Figure 5

Responses to beneficial OLP are of higher functional avidity and suppress in vitro viral replication more effectively. (A) Responses to the four beneficial OLP located in HIV-1 clade B Gag p24 were retested using a peptide set of 10 mers overlapping by 9 residues. A total of 21 responses in HIV-1 controllers and 24 responses in HIV-1 non-controllers were titrated and the SD50% compared between the two groups, showing a significantly higher functional avidity in the controllers (p = 0.0051, Mann Whitney). (B) Responses to 17 different optimally defined CTL epitopes located in beneficial, neutral and non-beneficial OLP were titrated in samples from 78 HIV infected individuals with variable viral load and disease status.

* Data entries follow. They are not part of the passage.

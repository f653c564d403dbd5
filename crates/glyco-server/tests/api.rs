mod common;

use axum::body::Body;
use axum::http::{header, Request, StatusCode};
use axum::Router;
use serde_json::{json, Value};
use tower::ServiceExt;

use common::bundled_screening;
use glyco_core::measurement::MeasurementSet;
use glyco_server::state::AppState;

fn router() -> Router {
    glyco_server::app(AppState::new(bundled_screening()))
}

async fn send(req: Request<Body>) -> (StatusCode, axum::http::HeaderMap, Vec<u8>) {
    let response = router().oneshot(req).await.unwrap();
    let status = response.status();
    let headers = response.headers().clone();
    let body = axum::body::to_bytes(response.into_body(), usize::MAX)
        .await
        .unwrap()
        .to_vec();
    (status, headers, body)
}

fn post_json(uri: &str, body: Value) -> Request<Body> {
    Request::builder()
        .method("POST")
        .uri(uri)
        .header(header::CONTENT_TYPE, "application/json")
        .body(Body::from(body.to_string()))
        .unwrap()
}

fn form_defaults() -> Value {
    serde_json::to_value(MeasurementSet::default()).unwrap()
}

fn submission(name: &str) -> Value {
    json!({ "patient_name": name, "measurements": form_defaults() })
}

async fn assert_bad_request(body: Value) {
    let (status, _, body) = send(post_json("/predict", body)).await;
    assert_eq!(status, StatusCode::BAD_REQUEST);
    let v: Value = serde_json::from_slice(&body).unwrap();
    assert!(v["error"].is_string());
}

fn get(uri: &str) -> Request<Body> {
    Request::builder().uri(uri).body(Body::empty()).unwrap()
}

#[tokio::test]
async fn health_reports_classifier() {
    let (status, _, body) = send(get("/health")).await;
    assert_eq!(status, StatusCode::OK);
    let v: Value = serde_json::from_slice(&body).unwrap();
    assert_eq!(v["status"], "ok");
    assert_eq!(v["classifier"], "logistic");
}

#[tokio::test]
async fn fields_list_all_inputs_in_order() {
    let (status, _, body) = send(get("/fields")).await;
    assert_eq!(status, StatusCode::OK);
    let v: Value = serde_json::from_slice(&body).unwrap();
    let fields = v["fields"].as_array().unwrap();
    assert_eq!(fields.len(), 8);
    assert_eq!(fields[0]["feature"], "pregnancies");
    assert_eq!(fields[1]["spec"]["max"], 300.0);
    assert_eq!(fields[7]["spec"]["min"], 1.0);
    assert_eq!(v["reference"].as_array().unwrap().len(), 4);
}

#[tokio::test]
async fn guide_has_features_and_tips() {
    let (status, _, body) = send(get("/guide")).await;
    assert_eq!(status, StatusCode::OK);
    let v: Value = serde_json::from_slice(&body).unwrap();
    assert_eq!(v["features"].as_array().unwrap().len(), 8);
    assert!(!v["tips"].as_array().unwrap().is_empty());
}

#[tokio::test]
async fn predict_high_risk() {
    let (status, _, body) = send(post_json(
        "/predict",
        json!({
            "patient_name": "Jane Doe",
            "measurements": {
                "pregnancies": 6, "glucose": 190, "blood_pressure": 72,
                "skin_thickness": 35, "insulin": 80, "bmi": 40,
                "diabetes_pedigree": 1.2, "age": 55
            }
        }),
    ))
    .await;
    assert_eq!(status, StatusCode::OK);
    let v: Value = serde_json::from_slice(&body).unwrap();
    assert_eq!(v["label"], "positive");
    assert_eq!(v["risk_level"], "HIGH RISK");
    assert_eq!(v["headline"], "Jane Doe is at HIGH RISK for Diabetes");
    assert!(v["warning"].is_string());
    assert_eq!(v["report_filename"], "Jane_Doe_diabetes_report.pdf");

    let comparison = v["comparison"].as_array().unwrap();
    let metrics: Vec<_> = comparison.iter().map(|r| r["metric"].as_str().unwrap()).collect();
    assert_eq!(metrics, ["Glucose", "Blood Pressure", "BMI", "Insulin"]);
    assert_eq!(comparison[0]["your_value"], 190.0);
    assert_eq!(comparison[0]["optimal_value"], 85.0);
}

#[tokio::test]
async fn predict_defaults_are_low_risk() {
    let (status, _, body) = send(post_json("/predict", submission("Sam"))).await;
    assert_eq!(status, StatusCode::OK);
    let v: Value = serde_json::from_slice(&body).unwrap();
    assert_eq!(v["label"], "negative");
    assert!(v["warning"].is_null());
}

#[tokio::test]
async fn predict_rejects_empty_name() {
    let (status, _, body) = send(post_json("/predict", submission("  "))).await;
    assert_eq!(status, StatusCode::UNPROCESSABLE_ENTITY);
    let v: Value = serde_json::from_slice(&body).unwrap();
    assert_eq!(v["error"], "Please enter patient name");
}

#[tokio::test]
async fn report_download_is_pdf_attachment() {
    let (status, headers, body) =
        send(post_json("/report", submission("Jane Doe"))).await;
    assert_eq!(status, StatusCode::OK);
    assert_eq!(headers[header::CONTENT_TYPE], "application/pdf");
    assert_eq!(
        headers[header::CONTENT_DISPOSITION],
        "attachment; filename=\"Jane_Doe_diabetes_report.pdf\""
    );
    assert_eq!(&body[0..4], b"%PDF");
}

#[tokio::test]
async fn report_download_as_docx() {
    let (status, headers, body) = send(post_json(
        "/report?format=docx",
        submission("Jane Doe"),
    ))
    .await;
    assert_eq!(status, StatusCode::OK);
    assert_eq!(
        headers[header::CONTENT_DISPOSITION],
        "attachment; filename=\"Jane_Doe_diabetes_report.docx\""
    );
    assert_eq!(&body[0..2], b"PK");
}

#[tokio::test]
async fn report_rejects_empty_name() {
    let (status, _, _) = send(post_json("/report", submission(""))).await;
    assert_eq!(status, StatusCode::UNPROCESSABLE_ENTITY);
}

#[tokio::test]
async fn bmi_calculator() {
    let (status, _, body) = send(post_json(
        "/calculators/bmi",
        json!({ "weight_kg": 70.0, "height_cm": 170.0 }),
    ))
    .await;
    assert_eq!(status, StatusCode::OK);
    let v: Value = serde_json::from_slice(&body).unwrap();
    assert_eq!(v["display"], "24.2");
    assert_eq!(v["category"], "normal_weight");
    assert_eq!(v["category_label"], "Normal Weight");
}

#[tokio::test]
async fn bmi_calculator_rejects_out_of_range() {
    let (status, _, _) = send(post_json(
        "/calculators/bmi",
        json!({ "weight_kg": 0.0, "height_cm": 170.0 }),
    ))
    .await;
    assert_eq!(status, StatusCode::BAD_REQUEST);
}

#[tokio::test]
async fn pedigree_calculator() {
    let (status, _, body) = send(post_json(
        "/calculators/pedigree",
        json!({ "parents": "both_parents", "siblings": 10, "grandparents": "two_or_more" }),
    ))
    .await;
    assert_eq!(status, StatusCode::OK);
    let v: Value = serde_json::from_slice(&body).unwrap();
    assert_eq!(v["score"], 2.5);
    assert_eq!(v["display"], "2.50");
    assert_eq!(v["risk"], "high");
}

#[tokio::test]
async fn pedigree_rejects_unknown_choice() {
    let (status, _, _) = send(post_json(
        "/calculators/pedigree",
        json!({ "parents": "three", "siblings": 0, "grandparents": "none" }),
    ))
    .await;
    assert_eq!(status, StatusCode::BAD_REQUEST);
}

#[tokio::test]
async fn predict_requires_measurements() {
    assert_bad_request(json!({ "patient_name": "Jane" })).await;
}

#[tokio::test]
async fn predict_rejects_omitted_field() {
    let mut measurements = form_defaults();
    measurements.as_object_mut().unwrap().remove("glucose");
    assert_bad_request(json!({ "patient_name": "Jane", "measurements": measurements })).await;
}

#[tokio::test]
async fn predict_rejects_misspelled_field() {
    let mut measurements = form_defaults();
    let obj = measurements.as_object_mut().unwrap();
    obj.remove("glucose");
    obj.insert("gluclose".to_string(), json!(190));
    assert_bad_request(json!({ "patient_name": "Jane", "measurements": measurements })).await;
}

#[tokio::test]
async fn predict_rejects_non_numeric_value() {
    let mut measurements = form_defaults();
    measurements["glucose"] = json!("abc");
    assert_bad_request(json!({ "patient_name": "Jane", "measurements": measurements })).await;
}

#[tokio::test]
async fn report_rejects_malformed_body_with_json_error() {
    let req = Request::builder()
        .method("POST")
        .uri("/report")
        .header(header::CONTENT_TYPE, "application/json")
        .body(Body::from("{ not json"))
        .unwrap();
    let (status, headers, body) = send(req).await;
    assert_eq!(status, StatusCode::BAD_REQUEST);
    assert_eq!(headers[header::CONTENT_TYPE], "application/json");
    let v: Value = serde_json::from_slice(&body).unwrap();
    assert!(v["error"].is_string());
}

The median SD50% (ng/ml) was defined for each epitope and compared to the OLP-specific protective ratio (Spearman Rank test, p = 0.0020). (C) Ten individuals who mounted responses to well-defined optimal CTL epitopes located in beneficial as well as in non-beneficial clade B OLP were identified and their responses titrated. The SD50% for responses detected in the same individual were compared (Wilcoxon matched pairs test, p = 0.0039). (D) In-vitro viral replication inhibition assays [48] were performed using a Nef modified and Raltegravir resistant test virus and purified CTL effector populations from the same individual targeting beneficial and non-beneficial OLP. One representative experiment of three assays conducted in different individuals is show. Levels of Gag p24 were determined after 4 days of co-culture of effector cells and auologous CD4 T cells used as target cells. Target cells were stimulated 3 days prior with dual-specific anti-CD3/8 mAb and infected at a MOI of 0.1. The negative control contained wells with target cells only ("no CD8").